» Assignment:
Pick every line from the data below that contains the string "Serialize" and copy it.

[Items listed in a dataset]

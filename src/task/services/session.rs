//! Service layer reconciling recorded sessions with live terminal panes.

use crate::task::{
    domain::{
        LivePanes, PaneId, Session, SessionLaunch, SessionStatus, TaskDomainError, TaskId,
        WorkspaceName,
    },
    ports::{PaneClient, PaneClientError, TaskStore, TaskStoreError},
};
use mockable::Clock;
use serde::Serialize;
use std::fmt;
use std::sync::Arc;
use thiserror::Error;

/// Parameters for [`SessionService::open_session`].
#[derive(Debug, Clone, PartialEq, Eq)]
pub struct OpenSessionRequest {
    cwd: String,
    command: String,
    workspace: Option<String>,
}

impl OpenSessionRequest {
    /// Creates a request spawning in `cwd` and labelled with `command`.
    #[must_use]
    pub fn new(cwd: impl Into<String>, command: impl Into<String>) -> Self {
        Self {
            cwd: cwd.into(),
            command: command.into(),
            workspace: None,
        }
    }

    /// Overrides the workspace. Blank values leave the default in place.
    #[must_use]
    pub fn with_workspace(mut self, workspace: impl Into<String>) -> Self {
        let value = workspace.into();
        self.workspace = (!value.trim().is_empty()).then_some(value);
        self
    }
}

/// What [`SessionService::open_session`] did to reach an open pane.
#[derive(Debug, Clone, Copy, PartialEq, Eq, Hash, Serialize)]
#[serde(rename_all = "snake_case")]
pub enum OpenAction {
    /// The recorded pane was live and was focused.
    Activated,
    /// A pane was spawned because none was bound or activation failed.
    Spawned,
    /// The recorded pane had vanished and a replacement was spawned.
    Respawned,
}

impl OpenAction {
    /// Returns the action label used in command output.
    #[must_use]
    pub const fn as_str(self) -> &'static str {
        match self {
            Self::Activated => "activated",
            Self::Spawned => "spawned",
            Self::Respawned => "respawned",
        }
    }
}

impl fmt::Display for OpenAction {
    fn fmt(&self, f: &mut fmt::Formatter<'_>) -> fmt::Result {
        f.write_str(self.as_str())
    }
}

/// Outcome of [`SessionService::open_session`].
#[derive(Debug, Clone, PartialEq, Eq)]
pub struct OpenedSession {
    /// Persisted session after the call.
    pub session: Session,
    /// Path taken.
    pub action: OpenAction,
}

/// Outcome of [`SessionService::close_session`].
#[derive(Debug, Clone, PartialEq, Eq)]
pub enum CloseOutcome {
    /// The task has no session; nothing was written.
    Missing,
    /// The session was closed and persisted.
    Closed(Session),
}

/// One status change applied by a reconcile pass.
#[derive(Debug, Clone, PartialEq, Eq, Serialize)]
pub struct SessionStatusChange {
    /// Session owner.
    pub task_id: TaskId,
    /// Status before reconciliation.
    pub from: SessionStatus,
    /// Status after reconciliation.
    pub to: SessionStatus,
}

/// Summary of [`SessionService::reconcile_all`].
#[derive(Debug, Clone, Default, PartialEq, Eq, Serialize)]
pub struct ReconcileReport {
    /// Number of sessions compared against the pane listing.
    pub examined: usize,
    /// Changes written back to the store.
    pub changes: Vec<SessionStatusChange>,
}

/// Service-level errors for session operations.
#[derive(Debug, Error)]
pub enum SessionError {
    /// Input validation failed.
    #[error(transparent)]
    Domain(#[from] TaskDomainError),
    /// Store operation failed.
    #[error(transparent)]
    Store(#[from] TaskStoreError),
    /// Pane client operation failed.
    #[error(transparent)]
    Pane(#[from] PaneClientError),
    /// The pane client reported a spawned pane without a usable identifier.
    #[error("spawned pane reported unbound identifier {0}")]
    UnboundPane(PaneId),
}

/// Result type for session service operations.
pub type SessionResult<T> = Result<T, SessionError>;

/// What to do with a session found when opening.
enum Revisit {
    /// Its live pane was brought forward.
    Activated(Session),
    /// A new pane is needed; the session supplies the workspace.
    Replace(Session),
    /// Its pane vanished; the session has been persisted as closed.
    Stale(Session),
}

/// Opens, closes and reconciles task sessions.
#[derive(Clone)]
pub struct SessionService<S, P, C>
where
    S: TaskStore,
    P: PaneClient,
    C: Clock + Send + Sync,
{
    store: Arc<S>,
    panes: Arc<P>,
    clock: Arc<C>,
}

impl<S, P, C> SessionService<S, P, C>
where
    S: TaskStore,
    P: PaneClient,
    C: Clock + Send + Sync,
{
    /// Creates a new session service.
    #[must_use]
    pub const fn new(store: Arc<S>, panes: Arc<P>, clock: Arc<C>) -> Self {
        Self {
            store,
            panes,
            clock,
        }
    }

    /// Ensures the task has an open pane.
    ///
    /// A live recorded pane is activated. A recorded pane missing from the
    /// listing is first persisted as closed, then replaced. Otherwise a pane
    /// is spawned into the requested workspace, the previous session's
    /// workspace, or the workspace derived from the task identifier, in that
    /// order.
    ///
    /// # Errors
    ///
    /// Returns [`TaskStoreError::TaskNotFound`] (as [`SessionError::Store`])
    /// when the task does not exist, [`SessionError::Pane`] when listing or
    /// spawning fails, [`SessionError::UnboundPane`] when the spawned pane
    /// has no positive identifier, and [`SessionError::Store`] when
    /// persistence fails.
    pub async fn open_session(
        &self,
        task_id: &TaskId,
        request: OpenSessionRequest,
    ) -> SessionResult<OpenedSession> {
        self.require_task(task_id).await?;
        let (previous, stale) = match self.store.find_session(task_id).await? {
            Some(session) => match self.revisit(session).await? {
                Revisit::Activated(activated) => {
                    return Ok(OpenedSession {
                        session: activated,
                        action: OpenAction::Activated,
                    });
                }
                Revisit::Replace(prior) => (Some(prior), false),
                Revisit::Stale(prior) => (Some(prior), true),
            },
            None => (None, false),
        };

        let workspace = match (&request.workspace, &previous) {
            (Some(explicit), _) => WorkspaceName::new(explicit)?,
            (None, Some(prior)) => prior.workspace().clone(),
            (None, None) => WorkspaceName::for_task(task_id),
        };
        let spawned = self.panes.spawn(&workspace, &request.cwd).await?;
        let pane_id = PaneId::bound(spawned.value()).ok_or(SessionError::UnboundPane(spawned))?;
        let launch = SessionLaunch::new(workspace, request.cwd, request.command);
        let session = match previous {
            Some(prior) => prior.respawned(launch, pane_id, &*self.clock),
            None => Session::opened(task_id.clone(), launch, pane_id, &*self.clock),
        };
        self.store.upsert_session(&session).await?;

        let action = if stale {
            OpenAction::Respawned
        } else {
            OpenAction::Spawned
        };
        tracing::info!(
            task_id = %task_id,
            %pane_id,
            workspace = %session.workspace(),
            action = %action,
            "opened session pane"
        );
        Ok(OpenedSession { session, action })
    }

    /// Closes the task's session, killing its pane on a best-effort basis.
    ///
    /// Launch parameters are kept so a later open revives the session in
    /// the same workspace.
    ///
    /// # Errors
    ///
    /// Returns [`SessionError::Store`] when loading or persisting fails. Kill
    /// failures are logged, not returned.
    pub async fn close_session(&self, task_id: &TaskId) -> SessionResult<CloseOutcome> {
        let Some(session) = self.store.find_session(task_id).await? else {
            tracing::debug!(task_id = %task_id, "no session to close");
            return Ok(CloseOutcome::Missing);
        };

        if let Some(pane_id) = session.pane_id() {
            if let Err(err) = self.panes.kill_pane(pane_id).await {
                tracing::warn!(
                    task_id = %task_id,
                    %pane_id,
                    error = %err,
                    "killing session pane failed"
                );
            }
        }

        let closed = session.closed(&*self.clock);
        self.store.upsert_session(&closed).await?;
        tracing::info!(task_id = %task_id, workspace = %closed.workspace(), "closed session");
        Ok(CloseOutcome::Closed(closed))
    }

    /// Reconciles every recorded session against one pane listing, writing
    /// only the sessions whose status changed.
    ///
    /// # Errors
    ///
    /// Returns [`SessionError::Pane`] when the listing fails, in which case
    /// nothing is written, and [`SessionError::Store`] when persistence
    /// fails.
    pub async fn reconcile_all(&self) -> SessionResult<ReconcileReport> {
        let sessions = self.store.list_sessions().await?;
        let live = self.panes.list_panes().await?;
        let mut report = ReconcileReport {
            examined: sessions.len(),
            changes: Vec::new(),
        };
        for session in sessions {
            if let Some(change) = self.apply_reconciliation(session, &live).await? {
                report.changes.push(change);
            }
        }
        tracing::info!(
            examined = report.examined,
            changed = report.changes.len(),
            "reconciled sessions"
        );
        Ok(report)
    }

    /// Reconciles the session of one task.
    ///
    /// Returns `None` when the task has no session.
    ///
    /// # Errors
    ///
    /// Returns [`SessionError::Pane`] when the listing fails and
    /// [`SessionError::Store`] when persistence fails.
    pub async fn reconcile_session(&self, task_id: &TaskId) -> SessionResult<Option<Session>> {
        let Some(session) = self.store.find_session(task_id).await? else {
            return Ok(None);
        };
        let live = self.panes.list_panes().await?;
        let reconciled = session.clone().reconciled(&live, &*self.clock);
        if reconciled != session {
            self.store.upsert_session(&reconciled).await?;
        }
        Ok(Some(reconciled))
    }

    async fn apply_reconciliation(
        &self,
        session: Session,
        live: &LivePanes,
    ) -> SessionResult<Option<SessionStatusChange>> {
        let from = session.status();
        let to = session.reconciled_status(live);
        if from == to {
            return Ok(None);
        }
        let reconciled = session.reconciled(live, &*self.clock);
        self.store.upsert_session(&reconciled).await?;
        tracing::debug!(task_id = %reconciled.task_id(), %from, %to, "session status changed");
        Ok(Some(SessionStatusChange {
            task_id: reconciled.task_id().clone(),
            from,
            to,
        }))
    }

    async fn revisit(&self, session: Session) -> SessionResult<Revisit> {
        let Some(pane_id) = session.pane_id() else {
            return Ok(Revisit::Replace(session));
        };
        let live = self.panes.list_panes().await?;
        if !live.contains(pane_id) {
            let closed = session.closed(&*self.clock);
            self.store.upsert_session(&closed).await?;
            tracing::info!(task_id = %closed.task_id(), %pane_id, "recorded pane vanished");
            return Ok(Revisit::Stale(closed));
        }
        match self.panes.activate_pane(pane_id).await {
            Ok(()) => {
                let activated = session.activated(&*self.clock);
                self.store.upsert_session(&activated).await?;
                tracing::info!(task_id = %activated.task_id(), %pane_id, "activated session pane");
                Ok(Revisit::Activated(activated))
            }
            Err(err) => {
                tracing::warn!(
                    task_id = %session.task_id(),
                    %pane_id,
                    error = %err,
                    "activating live pane failed; spawning a new one"
                );
                Ok(Revisit::Replace(session))
            }
        }
    }

    async fn require_task(&self, task_id: &TaskId) -> SessionResult<()> {
        match self.store.find_task(task_id).await? {
            Some(_) => Ok(()),
            None => Err(TaskStoreError::TaskNotFound(task_id.clone()).into()),
        }
    }
}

» Completed exercise:
use serde::Serialize;
#[derive(Debug, Clone, Copy, PartialEq, Eq, Hash, Serialize)]
#[derive(Debug, Clone, PartialEq, Eq, Serialize)]
#[derive(Debug, Clone, Default, PartialEq, Eq, Serialize)]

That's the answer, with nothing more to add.